Onlara bu kadar nedensizce işkence eden bir rejim, görünüşe göre onların temel sağlıklarıyla da ilgileniyordu?

Bir antika tüccarı olan Yang, kamptan geçici olarak serbest bırakıldıktan sonra İngiltere'ye kaçtığında korkunç gerçeği öğrendi. 

The Telegraph'a verdiği demeçte, "Bana organ toplama raporları gösterildi ve taramaların nedeninin bu olduğunu anladım" dedi. "Bütün vücudum titriyordu - onlardan biri olabilirdim."

Şimdi 59 yaşında ve Londra'da serbest çevirmen olarak çalışan Yang, mahkûm arkadaşlarından kaçının hayatta olduğunu bilmiyor.

Ancak aradan geçen yıllarda neredeyse kesinleşen şey, doğduğu ülkede devlet destekli bir zorunlu organ nakli sisteminin olduğu gerçeğidir.

İki yıl önce Yang, Slobodan Milošević davasının da eski başsavcısı olan Sir Geoffrey Nice QC başkanlığındaki bağımsız bir mahkemeye ifade verdi ve bu mahkemede Falun Gong öğretisi takipçilerinin Çin Halk Cumhuriyeti'nde bir zorla organ toplama sisteminin başlıca kaynağı olarak hizmet ettikleri sonucuna varıldı.

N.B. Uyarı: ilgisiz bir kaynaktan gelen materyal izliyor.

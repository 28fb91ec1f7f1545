#![forbid(unsafe_code)]

//! Trace replay for the gridboard layout engine.
//!
//! Reads a JSONL trace of inbound session events, drives a
//! [`gridboard_layout::LayoutSession`] with it and prints what every event
//! did, followed by the final board.

pub mod cli;
pub mod error;
pub mod replay;

pub use cli::run_from_env;
pub use error::{ReplayError, Result};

Tanık arkadaşlarının bolluğu arasında, siyasi mahkumların hala hayattayken organlarının alınmasıyla "derin kesme ve hızlı çalışma" emri verildiğinden bahseden eski bir cerrah - şimdi Londra'da bir Uber sürücüsü olan Dr. Enver Tohti vardı.

Bulgular, bir yıl sonra, “zorla organ toplamanın güvenilir göstergelerini” tanımlayan en az sekiz BM Özel Raportörü tarafından büyük ölçüde doğrulanmıştı.

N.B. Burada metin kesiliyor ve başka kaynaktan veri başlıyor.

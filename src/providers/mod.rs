pub mod exchange_rate_api;
pub mod util;

pub use exchange_rate_api::ExchangeRateApiProvider;
use tracing::level_filters::LevelFilter;
use tracing_subscriber::{
    EnvFilter, filter::Targets, fmt, prelude::__tracing_subscriber_SubscriberExt,
    util::SubscriberInitExt,
};

/// Installs the global subscriber. `RUST_LOG` still applies when not verbose.
pub fn init_logging(verbose: bool) {
    let (level_filter, level) = if verbose {
        (LevelFilter::DEBUG, "fxtally=debug")
    } else {
        (LevelFilter::INFO, "off")
    };
    let app_filter = Targets::new()
        .with_target("fxtally", level_filter)
        .with_default(LevelFilter::WARN);
    let env_filter = EnvFilter::try_from_default_env().unwrap_or_else(|_| EnvFilter::new(level));

    tracing_subscriber::registry()
        .with(fmt::layer().pretty().without_time())
        .with(app_filter)
        .with(env_filter)
        .init();
}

Sade bir dille anlatmak gerekirse; kurbanlar sipariş üzerine öldürülüyor, vücutları karaciğerleri, kalpleri, böbrekleri ve akciğerleri, hatta korneaları için adeta doğranıyor. Organlar daha sonra korkunç derecede kazançlı bir uluslararası pazarda satılıyor. Böbrekler 50.000 ila 120.000 dolar arasında herhangi bir yere gider ve pankreas 110 ila 140 dolar arasında satılıyor.

Uzmanlar, Çin Komünist Partisinin, Nazi toplama kamplarının en karanlık uygulamalarının bir yankısı olarak rızası olmayan siyasi mahkumlar üzerinde bilimsel deneylere izin vermeye giderek daha istekli olduğunu düşünüyor.

Konuya ilişkin farkındalık -kampanyacılar denilebilir- batıdaki güç koridorlarına sızıyor. Örneğin geçen ay, İngiliz vatandaşlarının bir organ satın almak için yurtdışına seyahat etmelerini yasaklayan bir hükümet tasarısı kabul edildi.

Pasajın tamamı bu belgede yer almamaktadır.